**Stored data**

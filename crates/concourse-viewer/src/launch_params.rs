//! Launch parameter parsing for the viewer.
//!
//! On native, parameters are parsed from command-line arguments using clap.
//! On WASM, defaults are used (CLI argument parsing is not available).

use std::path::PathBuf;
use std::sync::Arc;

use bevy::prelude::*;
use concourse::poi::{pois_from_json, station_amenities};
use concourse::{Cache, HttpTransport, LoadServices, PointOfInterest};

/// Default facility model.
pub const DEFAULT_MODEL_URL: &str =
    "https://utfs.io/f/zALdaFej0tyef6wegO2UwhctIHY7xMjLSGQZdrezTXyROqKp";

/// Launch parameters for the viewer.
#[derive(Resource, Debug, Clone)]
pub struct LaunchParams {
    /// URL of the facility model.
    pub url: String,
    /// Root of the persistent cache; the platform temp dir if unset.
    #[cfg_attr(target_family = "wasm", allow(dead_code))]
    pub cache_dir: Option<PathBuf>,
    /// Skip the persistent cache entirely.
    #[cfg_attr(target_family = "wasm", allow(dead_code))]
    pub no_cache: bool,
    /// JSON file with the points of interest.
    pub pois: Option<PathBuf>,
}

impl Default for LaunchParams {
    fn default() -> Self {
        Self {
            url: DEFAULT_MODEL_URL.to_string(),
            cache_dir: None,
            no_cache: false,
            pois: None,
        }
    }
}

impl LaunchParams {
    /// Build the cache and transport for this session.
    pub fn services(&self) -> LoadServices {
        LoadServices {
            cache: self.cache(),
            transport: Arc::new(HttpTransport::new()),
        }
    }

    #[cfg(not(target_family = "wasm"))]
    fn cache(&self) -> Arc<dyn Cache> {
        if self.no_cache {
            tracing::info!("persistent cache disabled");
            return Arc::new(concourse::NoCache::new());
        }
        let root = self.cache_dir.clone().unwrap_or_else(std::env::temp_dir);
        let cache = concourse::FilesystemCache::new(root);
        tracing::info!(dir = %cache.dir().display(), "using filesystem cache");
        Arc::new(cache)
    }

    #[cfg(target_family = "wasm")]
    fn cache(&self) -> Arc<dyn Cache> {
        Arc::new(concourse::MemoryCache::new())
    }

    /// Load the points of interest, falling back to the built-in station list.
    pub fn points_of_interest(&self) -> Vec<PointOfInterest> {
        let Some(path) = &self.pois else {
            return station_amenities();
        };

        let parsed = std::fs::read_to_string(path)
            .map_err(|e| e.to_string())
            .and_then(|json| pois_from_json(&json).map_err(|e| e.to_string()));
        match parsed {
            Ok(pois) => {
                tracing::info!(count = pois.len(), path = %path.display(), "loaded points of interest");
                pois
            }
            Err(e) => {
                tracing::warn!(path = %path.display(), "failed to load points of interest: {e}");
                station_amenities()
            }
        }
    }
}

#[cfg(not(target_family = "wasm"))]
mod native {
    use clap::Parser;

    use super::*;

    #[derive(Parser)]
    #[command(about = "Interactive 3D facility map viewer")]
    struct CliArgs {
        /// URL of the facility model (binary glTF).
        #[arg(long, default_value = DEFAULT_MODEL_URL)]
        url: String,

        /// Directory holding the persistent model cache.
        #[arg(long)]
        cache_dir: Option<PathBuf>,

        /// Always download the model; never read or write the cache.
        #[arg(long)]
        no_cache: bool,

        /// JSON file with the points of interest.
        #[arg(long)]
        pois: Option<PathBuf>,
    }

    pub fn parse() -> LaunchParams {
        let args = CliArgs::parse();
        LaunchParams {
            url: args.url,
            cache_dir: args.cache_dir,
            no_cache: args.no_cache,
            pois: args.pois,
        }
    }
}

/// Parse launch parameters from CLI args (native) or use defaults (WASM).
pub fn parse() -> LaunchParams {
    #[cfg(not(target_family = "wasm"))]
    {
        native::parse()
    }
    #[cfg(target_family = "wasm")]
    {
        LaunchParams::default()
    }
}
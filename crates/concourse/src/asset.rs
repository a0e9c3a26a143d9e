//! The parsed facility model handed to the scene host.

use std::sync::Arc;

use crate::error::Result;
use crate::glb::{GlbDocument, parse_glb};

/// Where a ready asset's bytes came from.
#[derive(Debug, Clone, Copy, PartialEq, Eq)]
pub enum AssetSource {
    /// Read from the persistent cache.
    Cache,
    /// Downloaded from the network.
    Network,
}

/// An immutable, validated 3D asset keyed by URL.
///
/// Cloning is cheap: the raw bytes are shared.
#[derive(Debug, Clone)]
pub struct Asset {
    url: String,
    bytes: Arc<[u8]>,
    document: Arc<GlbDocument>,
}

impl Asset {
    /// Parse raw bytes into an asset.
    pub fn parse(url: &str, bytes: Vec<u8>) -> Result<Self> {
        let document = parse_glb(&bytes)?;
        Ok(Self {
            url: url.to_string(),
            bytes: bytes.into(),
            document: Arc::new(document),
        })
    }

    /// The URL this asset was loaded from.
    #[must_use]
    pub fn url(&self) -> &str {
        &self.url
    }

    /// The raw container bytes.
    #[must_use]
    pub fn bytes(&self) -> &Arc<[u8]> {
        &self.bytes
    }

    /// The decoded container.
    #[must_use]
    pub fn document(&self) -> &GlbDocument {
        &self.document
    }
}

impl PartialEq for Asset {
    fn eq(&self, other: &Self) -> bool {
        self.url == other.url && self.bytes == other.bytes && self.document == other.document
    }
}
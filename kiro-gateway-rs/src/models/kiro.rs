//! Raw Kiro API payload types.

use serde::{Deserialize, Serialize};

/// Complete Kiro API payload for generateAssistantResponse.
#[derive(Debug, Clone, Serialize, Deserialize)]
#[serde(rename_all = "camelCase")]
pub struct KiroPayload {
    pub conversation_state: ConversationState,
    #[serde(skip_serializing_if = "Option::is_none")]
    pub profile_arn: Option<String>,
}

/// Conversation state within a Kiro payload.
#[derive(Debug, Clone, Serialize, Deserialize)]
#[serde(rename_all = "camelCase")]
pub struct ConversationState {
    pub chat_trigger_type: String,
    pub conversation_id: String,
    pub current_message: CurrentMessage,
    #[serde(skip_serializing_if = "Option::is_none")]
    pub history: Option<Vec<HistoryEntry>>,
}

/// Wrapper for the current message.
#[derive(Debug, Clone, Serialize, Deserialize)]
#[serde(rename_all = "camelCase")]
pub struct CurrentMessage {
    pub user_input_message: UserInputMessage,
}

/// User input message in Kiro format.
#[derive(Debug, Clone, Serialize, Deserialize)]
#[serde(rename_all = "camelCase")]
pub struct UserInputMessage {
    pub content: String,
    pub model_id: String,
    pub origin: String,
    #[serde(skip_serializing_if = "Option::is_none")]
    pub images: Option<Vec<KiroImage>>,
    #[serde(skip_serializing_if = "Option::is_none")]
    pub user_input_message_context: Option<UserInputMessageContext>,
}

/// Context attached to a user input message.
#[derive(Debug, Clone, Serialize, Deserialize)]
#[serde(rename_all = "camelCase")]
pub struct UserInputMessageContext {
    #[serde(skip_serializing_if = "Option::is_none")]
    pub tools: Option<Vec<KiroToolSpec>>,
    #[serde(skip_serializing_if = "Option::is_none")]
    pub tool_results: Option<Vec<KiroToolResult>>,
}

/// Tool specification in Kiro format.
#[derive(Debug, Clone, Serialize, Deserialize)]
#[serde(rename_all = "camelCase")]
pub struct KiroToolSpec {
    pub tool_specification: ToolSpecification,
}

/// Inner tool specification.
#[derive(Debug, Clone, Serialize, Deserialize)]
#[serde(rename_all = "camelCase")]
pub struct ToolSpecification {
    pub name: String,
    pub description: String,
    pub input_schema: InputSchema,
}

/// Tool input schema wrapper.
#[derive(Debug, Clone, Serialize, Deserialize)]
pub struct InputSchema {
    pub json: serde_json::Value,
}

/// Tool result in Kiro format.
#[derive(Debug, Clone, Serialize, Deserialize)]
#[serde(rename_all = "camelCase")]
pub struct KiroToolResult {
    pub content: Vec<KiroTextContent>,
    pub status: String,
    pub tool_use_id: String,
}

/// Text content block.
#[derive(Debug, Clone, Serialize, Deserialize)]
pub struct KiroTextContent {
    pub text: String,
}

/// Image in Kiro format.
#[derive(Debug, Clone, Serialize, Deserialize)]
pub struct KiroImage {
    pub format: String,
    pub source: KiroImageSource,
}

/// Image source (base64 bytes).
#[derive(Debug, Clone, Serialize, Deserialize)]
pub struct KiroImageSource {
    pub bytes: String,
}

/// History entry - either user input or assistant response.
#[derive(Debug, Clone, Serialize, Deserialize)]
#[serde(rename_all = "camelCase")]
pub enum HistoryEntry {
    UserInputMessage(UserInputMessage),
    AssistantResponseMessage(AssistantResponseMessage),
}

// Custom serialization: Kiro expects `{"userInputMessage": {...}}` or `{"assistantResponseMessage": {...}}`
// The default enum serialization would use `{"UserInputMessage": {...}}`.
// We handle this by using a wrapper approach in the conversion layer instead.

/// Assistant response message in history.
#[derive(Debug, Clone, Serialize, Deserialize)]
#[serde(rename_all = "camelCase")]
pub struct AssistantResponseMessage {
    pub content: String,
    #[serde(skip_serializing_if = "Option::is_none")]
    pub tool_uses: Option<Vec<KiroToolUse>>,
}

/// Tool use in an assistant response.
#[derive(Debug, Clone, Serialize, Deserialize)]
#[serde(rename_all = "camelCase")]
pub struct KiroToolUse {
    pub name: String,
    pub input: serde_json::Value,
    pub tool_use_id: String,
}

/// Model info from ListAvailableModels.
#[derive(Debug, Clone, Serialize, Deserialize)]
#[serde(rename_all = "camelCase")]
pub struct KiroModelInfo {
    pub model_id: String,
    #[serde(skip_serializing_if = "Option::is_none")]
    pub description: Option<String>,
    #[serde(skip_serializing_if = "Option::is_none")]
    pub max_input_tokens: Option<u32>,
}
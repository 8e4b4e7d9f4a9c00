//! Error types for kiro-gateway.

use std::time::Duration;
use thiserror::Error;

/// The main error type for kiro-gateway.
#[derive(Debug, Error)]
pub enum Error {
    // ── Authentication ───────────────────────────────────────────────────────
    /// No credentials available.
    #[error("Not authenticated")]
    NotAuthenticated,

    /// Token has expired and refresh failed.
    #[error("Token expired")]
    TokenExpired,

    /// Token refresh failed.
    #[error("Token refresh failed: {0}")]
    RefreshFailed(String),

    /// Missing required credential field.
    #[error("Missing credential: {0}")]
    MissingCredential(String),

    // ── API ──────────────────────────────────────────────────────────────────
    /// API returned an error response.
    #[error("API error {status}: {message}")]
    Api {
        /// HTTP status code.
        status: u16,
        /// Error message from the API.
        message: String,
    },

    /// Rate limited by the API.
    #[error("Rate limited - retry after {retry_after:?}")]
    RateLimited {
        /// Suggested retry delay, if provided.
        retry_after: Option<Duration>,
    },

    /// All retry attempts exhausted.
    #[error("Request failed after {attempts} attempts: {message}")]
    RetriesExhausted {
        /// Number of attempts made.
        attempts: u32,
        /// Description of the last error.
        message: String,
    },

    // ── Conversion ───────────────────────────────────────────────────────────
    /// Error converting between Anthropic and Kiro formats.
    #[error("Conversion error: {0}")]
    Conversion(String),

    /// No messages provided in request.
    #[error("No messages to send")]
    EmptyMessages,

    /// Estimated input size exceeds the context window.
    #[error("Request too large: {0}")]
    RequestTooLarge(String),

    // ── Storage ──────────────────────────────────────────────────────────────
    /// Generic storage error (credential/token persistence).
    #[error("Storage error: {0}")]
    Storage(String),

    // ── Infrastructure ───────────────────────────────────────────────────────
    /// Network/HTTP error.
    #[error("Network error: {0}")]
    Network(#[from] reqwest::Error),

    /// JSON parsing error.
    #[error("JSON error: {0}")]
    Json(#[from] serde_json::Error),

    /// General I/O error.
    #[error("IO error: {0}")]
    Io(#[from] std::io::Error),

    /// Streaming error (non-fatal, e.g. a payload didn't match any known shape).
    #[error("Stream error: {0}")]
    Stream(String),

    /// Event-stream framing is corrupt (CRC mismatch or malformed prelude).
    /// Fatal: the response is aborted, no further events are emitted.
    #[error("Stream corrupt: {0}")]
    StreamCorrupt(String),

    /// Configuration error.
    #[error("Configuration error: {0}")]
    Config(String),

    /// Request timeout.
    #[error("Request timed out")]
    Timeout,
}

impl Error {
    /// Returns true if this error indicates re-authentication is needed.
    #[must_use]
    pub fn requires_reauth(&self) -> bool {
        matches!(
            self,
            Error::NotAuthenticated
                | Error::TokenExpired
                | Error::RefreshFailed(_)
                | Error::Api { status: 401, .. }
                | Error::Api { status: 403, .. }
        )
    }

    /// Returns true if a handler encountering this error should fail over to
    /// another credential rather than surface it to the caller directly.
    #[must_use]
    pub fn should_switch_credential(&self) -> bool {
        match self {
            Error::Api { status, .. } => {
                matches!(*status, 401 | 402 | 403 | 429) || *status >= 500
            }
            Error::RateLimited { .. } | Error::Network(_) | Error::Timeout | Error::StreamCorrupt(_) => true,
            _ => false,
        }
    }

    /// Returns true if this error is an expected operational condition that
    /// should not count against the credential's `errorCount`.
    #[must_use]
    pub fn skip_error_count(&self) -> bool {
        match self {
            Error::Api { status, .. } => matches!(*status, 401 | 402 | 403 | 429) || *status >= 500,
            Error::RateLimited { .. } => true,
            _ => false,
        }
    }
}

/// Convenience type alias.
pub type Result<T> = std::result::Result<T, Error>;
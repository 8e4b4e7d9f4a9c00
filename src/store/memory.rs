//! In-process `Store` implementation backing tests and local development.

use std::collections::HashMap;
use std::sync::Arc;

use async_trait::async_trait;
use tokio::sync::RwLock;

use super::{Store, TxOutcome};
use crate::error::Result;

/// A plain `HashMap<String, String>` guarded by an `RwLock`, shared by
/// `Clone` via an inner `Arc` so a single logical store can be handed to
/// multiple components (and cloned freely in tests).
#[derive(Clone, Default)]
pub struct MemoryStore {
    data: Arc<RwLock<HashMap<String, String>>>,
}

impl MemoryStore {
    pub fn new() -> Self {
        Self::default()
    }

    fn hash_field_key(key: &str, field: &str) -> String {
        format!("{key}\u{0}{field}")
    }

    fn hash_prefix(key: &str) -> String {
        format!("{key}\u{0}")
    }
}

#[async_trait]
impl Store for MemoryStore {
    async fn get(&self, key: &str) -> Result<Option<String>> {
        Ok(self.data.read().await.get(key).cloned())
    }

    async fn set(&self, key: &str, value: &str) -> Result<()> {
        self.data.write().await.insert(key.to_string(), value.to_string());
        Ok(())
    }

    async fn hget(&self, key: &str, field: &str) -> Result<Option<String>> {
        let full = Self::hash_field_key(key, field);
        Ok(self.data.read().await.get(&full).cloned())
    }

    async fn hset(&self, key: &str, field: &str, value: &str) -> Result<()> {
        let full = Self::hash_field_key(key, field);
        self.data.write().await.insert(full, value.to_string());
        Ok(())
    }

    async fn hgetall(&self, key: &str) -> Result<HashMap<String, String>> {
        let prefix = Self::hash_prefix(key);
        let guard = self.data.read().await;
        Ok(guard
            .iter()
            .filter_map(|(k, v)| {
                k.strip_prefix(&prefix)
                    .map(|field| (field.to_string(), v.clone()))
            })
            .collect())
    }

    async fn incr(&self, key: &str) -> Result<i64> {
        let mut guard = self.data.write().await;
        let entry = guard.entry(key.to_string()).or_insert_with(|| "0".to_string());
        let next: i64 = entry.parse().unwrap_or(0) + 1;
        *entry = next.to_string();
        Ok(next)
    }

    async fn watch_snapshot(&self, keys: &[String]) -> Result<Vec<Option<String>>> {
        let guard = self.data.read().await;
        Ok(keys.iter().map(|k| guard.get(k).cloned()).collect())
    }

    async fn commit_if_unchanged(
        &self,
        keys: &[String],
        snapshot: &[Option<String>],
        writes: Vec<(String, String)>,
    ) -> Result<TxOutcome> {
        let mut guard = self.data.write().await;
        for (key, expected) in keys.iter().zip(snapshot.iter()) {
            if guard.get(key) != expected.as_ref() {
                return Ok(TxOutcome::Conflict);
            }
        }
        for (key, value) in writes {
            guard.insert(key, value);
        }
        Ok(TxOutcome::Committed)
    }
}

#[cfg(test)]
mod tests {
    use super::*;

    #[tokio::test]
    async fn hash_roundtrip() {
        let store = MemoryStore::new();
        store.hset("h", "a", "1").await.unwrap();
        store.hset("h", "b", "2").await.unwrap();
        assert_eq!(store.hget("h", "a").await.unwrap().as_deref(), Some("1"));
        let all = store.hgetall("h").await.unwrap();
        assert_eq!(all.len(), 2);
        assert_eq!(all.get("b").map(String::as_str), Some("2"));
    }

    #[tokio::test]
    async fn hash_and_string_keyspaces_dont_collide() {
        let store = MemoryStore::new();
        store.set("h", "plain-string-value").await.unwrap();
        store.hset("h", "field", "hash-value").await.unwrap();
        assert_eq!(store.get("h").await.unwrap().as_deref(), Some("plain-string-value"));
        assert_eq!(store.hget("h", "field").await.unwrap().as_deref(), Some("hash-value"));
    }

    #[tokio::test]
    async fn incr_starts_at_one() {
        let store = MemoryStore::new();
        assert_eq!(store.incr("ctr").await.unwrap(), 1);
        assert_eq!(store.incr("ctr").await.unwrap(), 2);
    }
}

**Your task**
Write down how many lines of the data above contain the word "hset", with nothing else.

**Response area**
4